Physicians face many barriers to effectively managing their obese patients, including a lack of reimbursement and many other issues, Dr. Gonzalez-Campoy said. Some physicians are not comfortable with the newer medications and how to best manage the side effects associated with them.
“They never learned how to use drugs for obesity and they are not used to it. There have been drugs removed from market for obesity and some that never made approval because of safety concerns,” said Dr. Gonzalez-Campoy. “Physicians are just not jumping onboard as we would have hoped. Doctors have to have time to get comfortable treating obesity as a chronic disease, which is just going to take time.”

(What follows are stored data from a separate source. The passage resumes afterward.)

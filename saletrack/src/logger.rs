use std::fmt::Write;

use jiff::{Zoned, tz::TimeZone};
use log::Record;
use logforth::{
    append::Stdout,
    layout::{JsonLayout, Layout},
};

use crate::args::{Args, LogStyle};

#[derive(Debug, Clone)]
struct CustomTextLayout {
    no_color: bool,
}

impl CustomTextLayout {
    fn new() -> Self {
        Self { no_color: false }
    }

    fn no_color(mut self) -> Self {
        self.no_color = true;
        self
    }
}

impl Layout for CustomTextLayout {
    fn format(
        &self,
        record: &Record<'_>,
        _diagnostics: &[Box<dyn logforth::diagnostic::Diagnostic>],
    ) -> anyhow::Result<Vec<u8>> {
        let mut output = String::new();
        let now = Zoned::now().with_time_zone(TimeZone::UTC);

        write!(output, "{} ", now.strftime("%Y-%m-%dT%H:%M:%S%.3fZ"))?;

        if self.no_color {
            write!(output, "{:>5}  ", record.level())?;
        } else {
            let color = match record.level() {
                log::Level::Error => "\x1b[31m",
                log::Level::Warn => "\x1b[33m",
                log::Level::Info => "\x1b[32m",
                log::Level::Debug => "\x1b[34m",
                log::Level::Trace => "\x1b[35m",
            };

            write!(output, "{color}{:>5}\x1b[0m  ", record.level())?;
        }

        write!(output, "{}", record.args())?;

        Ok(output.into_bytes())
    }
}

pub(super) fn init(args: &Args) {
    logforth::builder()
        .dispatch(|d| {
            let d = d.filter(args.log_level.env_filter());

            match args.log_style {
                LogStyle::Color => d.append(Stdout::default().with_layout(CustomTextLayout::new())),
                LogStyle::Text => d.append(Stdout::default().with_layout(CustomTextLayout::new().no_color())),
                LogStyle::Json => d.append(Stdout::default().with_layout(JsonLayout::default())),
            }
        })
        .apply();
}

One very real concern, however, is the safety of combining various medications and having patients take the medications over a number of years and decades.

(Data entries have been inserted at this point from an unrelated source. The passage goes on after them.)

//! The request bridge: attaches the resolved identity to outbound requests.
//!
//! In production a gateway in front of the backend injects the identity
//! header itself, so the bridge sends nothing and the gateway's value is
//! authoritative. In development there is no gateway; a locally synthesized
//! identity is encoded into the same header the gateway would have used,
//! indistinguishable from the backend's perspective.

use base64::{Engine as _, engine::general_purpose::STANDARD};
use http::{HeaderMap, HeaderName, HeaderValue};
use identity::{Claim, Identity, ResolvedIdentity};
use serde::{Deserialize, Serialize};

/// Header the backend recognizes as carrying the encoded principal.
pub const IDENTITY_HEADER: &str = "x-ms-client-principal";

/// Transport encoding of an identity: the JSON form of this payload,
/// base64-encoded. Derived per request, never persisted.
#[derive(Debug, Clone, PartialEq, Serialize, Deserialize)]
#[serde(rename_all = "camelCase")]
pub struct AuthHeaderPayload {
    /// Stable identifier of the principal.
    pub user_id: String,
    /// Mirrors the identity's display name.
    pub user_details: String,
    /// Mirrors the identity's provider.
    pub identity_provider: String,
    /// Mirrors the identity's claims.
    #[serde(default)]
    pub claims: Vec<Claim>,
}

impl From<&Identity> for AuthHeaderPayload {
    fn from(identity: &Identity) -> Self {
        Self {
            user_id: identity.user_id.clone(),
            user_details: identity.display_name.clone(),
            identity_provider: identity.provider.clone(),
            claims: identity.claims.clone(),
        }
    }
}

impl AuthHeaderPayload {
    /// Decode a header value back into a payload. Returns `None` for
    /// anything that is not base64-encoded JSON of the expected shape.
    pub fn decode(encoded: &str) -> Option<Self> {
        let json = STANDARD.decode(encoded).ok()?;
        serde_json::from_slice(&json).ok()
    }
}

/// Fix up the identity header on an outgoing header map.
///
/// The bridge owns `x-ms-client-principal` and nothing else: caller-supplied
/// headers are left alone, while a caller-supplied value under the identity
/// header is stripped so it can never be mistaken for a gateway-injected
/// principal. Only a locally synthesized identity is encoded; a
/// provider-resolved identity or no identity at all sends nothing.
///
/// Encoding failures degrade to an unauthenticated request. The backend
/// answers those with its own 401, which is a well-defined outcome for the
/// caller, unlike aborting the request here.
pub fn apply_identity(headers: &mut HeaderMap, identity: Option<&ResolvedIdentity>) {
    let name = HeaderName::from_static(IDENTITY_HEADER);
    headers.remove(&name);

    let Some(resolved) = identity else {
        return;
    };

    if !resolved.is_synthesized() {
        return;
    }

    let payload = AuthHeaderPayload::from(&resolved.identity);

    let encoded = match serde_json::to_vec(&payload) {
        Ok(json) => STANDARD.encode(json),
        Err(e) => {
            log::warn!("failed to serialize identity payload, sending request unauthenticated: {e}");
            return;
        }
    };

    match HeaderValue::from_str(&encoded) {
        Ok(value) => {
            headers.insert(name, value);
        }
        Err(e) => {
            log::warn!("failed to build identity header value, sending request unauthenticated: {e}");
        }
    }
}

Currently, there are no evidence-based data to support the long-term use of these medications. Nevertheless, short-term data have shown these agents to be safe and effective, and clinicians must weigh the risks along with other cardiovascular (CV) risks when deciding whether to use these therapies in the long term.
W. Timothy Garvey, MD, Professor of Medicine and Chair of the Department of Nutrition Sciences at the University of Alabama at Birmingham, said endocrinologists and primary care physicians need to rethink how they view overweight and obese patients.

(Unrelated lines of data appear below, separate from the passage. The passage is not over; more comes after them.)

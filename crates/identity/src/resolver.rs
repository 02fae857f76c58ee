use std::sync::{
    Mutex,
    atomic::{AtomicU64, Ordering},
};

use url::Url;

use crate::{
    Claim, Identity, IdentitySource, ResolvedIdentity,
    principal,
    store::{IdentityStore, StoreError},
};

/// Fixed user id of the locally synthesized development identity.
pub const TEST_USER_ID: &str = "test-user-123";

const TEST_PROVIDER: &str = "github";
const TEST_EMAIL: &str = "test@example.com";

/// Resolves the current identity from the local store or the external
/// authentication status endpoint.
#[derive(Debug)]
pub struct IdentityResolver {
    store: IdentityStore,
    http: reqwest::Client,
    status_url: Url,
}

impl IdentityResolver {
    /// Create a resolver over the given store and status endpoint.
    pub fn new(store: IdentityStore, status_url: Url) -> Self {
        Self {
            store,
            http: reqwest::Client::new(),
            status_url,
        }
    }

    /// Resolve the current identity.
    ///
    /// The local store wins over the provider. Every failure along the way
    /// degrades to `None`: being unauthenticated is a normal outcome, not an
    /// error condition.
    pub async fn resolve(&self) -> Option<ResolvedIdentity> {
        if let Some(identity) = self.store.read() {
            return Some(ResolvedIdentity {
                identity,
                source: IdentitySource::Synthesized,
            });
        }

        let response = match self.http.get(self.status_url.clone()).send().await {
            Ok(response) => response,
            Err(e) => {
                log::debug!("authentication status endpoint unreachable: {e}");
                return None;
            }
        };

        let status = response.status();

        if !status.is_success() {
            log::debug!("authentication status endpoint returned {status}");
            return None;
        }

        let body: serde_json::Value = match response.json().await {
            Ok(body) => body,
            Err(e) => {
                log::debug!("authentication status body unreadable: {e}");
                return None;
            }
        };

        principal::decode(&body).map(|identity| ResolvedIdentity {
            identity,
            source: IdentitySource::Provider,
        })
    }

    /// Write the deterministic development identity to the store and return
    /// it. The result is indistinguishable in shape from a provider-resolved
    /// identity; only its provenance differs.
    pub fn synthesize(&self, name: &str) -> Result<ResolvedIdentity, StoreError> {
        let identity = Identity {
            user_id: TEST_USER_ID.to_string(),
            display_name: name.to_string(),
            provider: TEST_PROVIDER.to_string(),
            claims: vec![
                Claim::new("name", name),
                Claim::new("preferred_username", TEST_EMAIL),
            ],
        };

        self.store.write(&identity)?;
        log::info!("synthesized development identity for '{name}'");

        Ok(ResolvedIdentity {
            identity,
            source: IdentitySource::Synthesized,
        })
    }

    /// Remove the locally synthesized identity. A provider-resolved identity
    /// is unaffected; ending that session is the provider's logout endpoint.
    pub fn clear(&self) -> Result<(), StoreError> {
        self.store.clear()
    }
}

/// Explicit handle to the current identity, shared between the API client
/// and the rest of the application.
///
/// The cached value is refreshed only on explicit triggers; nothing here
/// polls the status endpoint. Concurrent refreshes race benignly: each
/// resolution carries a generation, and a superseded resolution can never
/// overwrite a newer one.
#[derive(Debug)]
pub struct IdentityContext {
    resolver: IdentityResolver,
    slot: Mutex<Slot>,
    generations: AtomicU64,
}

#[derive(Debug, Default)]
struct Slot {
    generation: u64,
    identity: Option<ResolvedIdentity>,
}

impl IdentityContext {
    /// Create a context with an empty cache.
    pub fn new(resolver: IdentityResolver) -> Self {
        Self {
            resolver,
            slot: Mutex::new(Slot::default()),
            generations: AtomicU64::new(0),
        }
    }

    /// The cached identity. Never touches the store or the network.
    pub fn current(&self) -> Option<ResolvedIdentity> {
        self.lock().identity.clone()
    }

    /// Run a resolution and update the cache.
    ///
    /// Returns the freshest known identity, which is the result of a newer
    /// refresh when this one was superseded mid-flight.
    pub async fn refresh(&self) -> Option<ResolvedIdentity> {
        let generation = self.next_generation();
        let resolved = self.resolver.resolve().await;

        let mut slot = self.lock();

        if generation >= slot.generation {
            slot.generation = generation;
            slot.identity = resolved;
        }

        slot.identity.clone()
    }

    /// Synthesize the development identity and make it current immediately,
    /// without waiting for a refresh round trip.
    pub fn synthesize(&self, name: &str) -> Result<ResolvedIdentity, StoreError> {
        let resolved = self.resolver.synthesize(name)?;

        let generation = self.next_generation();
        let mut slot = self.lock();

        if generation >= slot.generation {
            slot.generation = generation;
            slot.identity = Some(resolved.clone());
        }

        Ok(resolved)
    }

    /// Clear the locally synthesized identity. The cache drops a synthesized
    /// identity right away; a provider-resolved one stays until the provider
    /// session actually ends.
    pub fn clear(&self) -> Result<(), StoreError> {
        self.resolver.clear()?;

        let generation = self.next_generation();
        let mut slot = self.lock();

        if generation >= slot.generation && slot.identity.as_ref().is_some_and(ResolvedIdentity::is_synthesized) {
            slot.generation = generation;
            slot.identity = None;
        }

        Ok(())
    }

    fn next_generation(&self) -> u64 {
        self.generations.fetch_add(1, Ordering::Relaxed) + 1
    }

    fn lock(&self) -> std::sync::MutexGuard<'_, Slot> {
        self.slot.lock().expect("identity slot lock poisoned")
    }
}

#[cfg(test)]
mod tests {
    use url::Url;

    use super::{IdentityContext, IdentityResolver, TEST_USER_ID};
    use crate::{IdentitySource, store::IdentityStore};

    fn context(dir: &tempfile::TempDir) -> IdentityContext {
        let store = IdentityStore::new(dir.path().join("identity.json"));
        let status_url = Url::parse("http://127.0.0.1:1/.auth/me").unwrap();

        IdentityContext::new(IdentityResolver::new(store, status_url))
    }

    #[test]
    fn cache_starts_empty() {
        let dir = tempfile::tempdir().unwrap();

        assert_eq!(context(&dir).current(), None);
    }

    #[test]
    fn synthesize_makes_the_identity_current() {
        let dir = tempfile::tempdir().unwrap();
        let context = context(&dir);

        let resolved = context.synthesize("Ada Lovelace").unwrap();

        assert_eq!(resolved.identity.user_id, TEST_USER_ID);
        assert_eq!(resolved.source, IdentitySource::Synthesized);
        assert_eq!(context.current(), Some(resolved));
    }

    #[test]
    fn clear_drops_the_synthesized_identity() {
        let dir = tempfile::tempdir().unwrap();
        let context = context(&dir);

        context.synthesize("Ada Lovelace").unwrap();
        context.clear().unwrap();

        assert_eq!(context.current(), None);
    }
}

“If someone fails one of these medications, we have additional options to treat them with. It is the same principle as with antibiotics. If one antibiotic doesn’t work, you can try another,” Dr. Garvey told Endocrinology Advisor.
“We surely need long-term studies. We have 2-year data on these medicines, and we know they achieve weight loss for that long, but we don’t have data for longer than 2 years. It is the same way with antihypertensive medications.”
He expects that over the next 24 months, evidence will emerge based on clinician experiences that may point to optimal prescribing strategies. Over time, a rational, evidence-based approach will be developed to more effectively guide pharmacotherapy for chronic use, according to Dr. Garvey.
Moving Beyond Just BMI
Dr. Garvey and his colleagues have validated a cardiometabolic disease staging system (CMDS) that may be able to discriminate a wide range of risk for diabetes and CV mortality independent of BMI for overweight patients.1
He said obesity can exacerbate insulin resistance and promote cardiometabolic disease progression. However, he said the relationship is very complex when it comes to BMI and cardiometabolic disease progression. Insulin resistance may exist independent of BMI, according to Dr. Garvey.
Studies show fat distribution and waist circumference may be significant factors to consider when managing obese patients. Dr. Garvey said the CMDS can be used as a risk assessment tool to guide the medical management for the prevention and treatment of cardiometabolic disease in obese patients.